Log in

View Full Version : Skype forced to pull password reset function


karl
November 14th, 2012, 02:16 PM
Skype was today forced to pull its password reset function after a vulnerability was revealed that allowed hackers to hijack accounts using just their victim's email address.
The security flaw allowed an attacker to reset the password of any Skype users, locking victims out of their own accounts and giving the hacker total control.
To exploit the vulnerability, all attackers needed to know was the email address tied to their victim's Skype account to persuade the Microsoft-owned service to provide a password reset token to given them access.

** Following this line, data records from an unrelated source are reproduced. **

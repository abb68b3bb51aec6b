//! Diagnostic sinks
//!
//! The router hands every notification to its sink before classification,
//! including ones that are later dropped. Sinks must be cheap and must not
//! block; the router calls them on the link's dispatch sequence.

use serde::Serialize;
use tokio::sync::broadcast;

use crate::device_id::DeviceId;
use crate::notification::Notification;

/// Receives every raw notification, unfiltered
pub trait DiagnosticSink: Send + Sync {
    fn record(&self, device_id: &DeviceId, notification: &Notification);
}

/// Discards everything
#[derive(Debug, Clone, Copy, Default)]
pub struct NoopSink;

impl DiagnosticSink for NoopSink {
    fn record(&self, _device_id: &DeviceId, _notification: &Notification) {}
}

/// Logs every notification as JSON at debug level
#[derive(Debug, Clone, Copy, Default)]
pub struct TracingSink;

impl DiagnosticSink for TracingSink {
    fn record(&self, device_id: &DeviceId, notification: &Notification) {
        match serde_json::to_string(notification) {
            Ok(json) => tracing::debug!(
                target: "beo_stream::diagnostic",
                device_id = %device_id,
                kind = notification.kind(),
                payload = %json,
                "Notification received"
            ),
            Err(e) => tracing::debug!(
                target: "beo_stream::diagnostic",
                device_id = %device_id,
                kind = notification.kind(),
                "Notification received (unserializable: {})",
                e
            ),
        }
    }
}

/// One recorded notification
#[derive(Debug, Clone, PartialEq, Serialize)]
#[serde(rename_all = "camelCase")]
pub struct DiagnosticEvent {
    pub device_id: DeviceId,
    pub notification: Notification,
}

/// Republishes every notification on a broadcast channel
///
/// Slow receivers lag and lose the oldest events; the router is never held up.
#[derive(Debug, Clone)]
pub struct BroadcastSink {
    tx: broadcast::Sender<DiagnosticEvent>,
}

impl BroadcastSink {
    pub fn new(capacity: usize) -> Self {
        let (tx, _) = broadcast::channel(capacity.max(1));
        Self { tx }
    }

    pub fn subscribe(&self) -> broadcast::Receiver<DiagnosticEvent> {
        self.tx.subscribe()
    }

    pub fn receiver_count(&self) -> usize {
        self.tx.receiver_count()
    }
}

impl DiagnosticSink for BroadcastSink {
    fn record(&self, device_id: &DeviceId, notification: &Notification) {
        // No receivers is not an error
        let _ = self.tx.send(DiagnosticEvent {
            device_id: device_id.clone(),
            notification: notification.clone(),
        });
    }
}
//! Playback state enumeration

use serde::{Deserialize, Serialize};

/// Playback state of a device
#[derive(Debug, Clone, Copy, PartialEq, Eq, Default, Serialize, Deserialize)]
pub enum PlaybackState {
    /// Nothing playing, or the device reported an error / standby
    Idle,
    /// Playing or buffering
    Playing,
    /// Paused, stopped or at the end of the content
    Paused,
    /// No playback state reported yet
    #[default]
    Unknown,
}

impl PlaybackState {
    /// Map a device rendering state string
    ///
    /// Unrecognised or absent values map to `Idle`.
    pub fn from_device(state: Option<&str>) -> Self {
        match state {
            Some("started" | "buffering") => PlaybackState::Playing,
            Some("paused" | "stopped" | "ended") => PlaybackState::Paused,
            _ => PlaybackState::Idle,
        }
    }

    pub fn is_playing(&self) -> bool {
        matches!(self, PlaybackState::Playing)
    }
}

Full story here: http://www.dailymail.co.uk/sciencetech/article-2232757/Skype-forced-pull-password-reset-function-emerges-hackers-hijack-accounts-using-victims-email-address.html#ixzz2CE4TBR9G


Also here: http://www.hoax-slayer.com/skype-password-changed-scam.shtml


And here: http://www.bbc.co.uk/news/technology-20325684

Gandalf
November 14th, 2012, 03:33 PM
Could this be why I couldn't access skype from my phone when it logged me out yesterday, thanks for sharing.

I'm worried now though :worry:

Lyra Heartstrings
November 15th, 2012, 04:46 PM
..Well that's worrisome. Silly Skype. You're just getting worse and worse.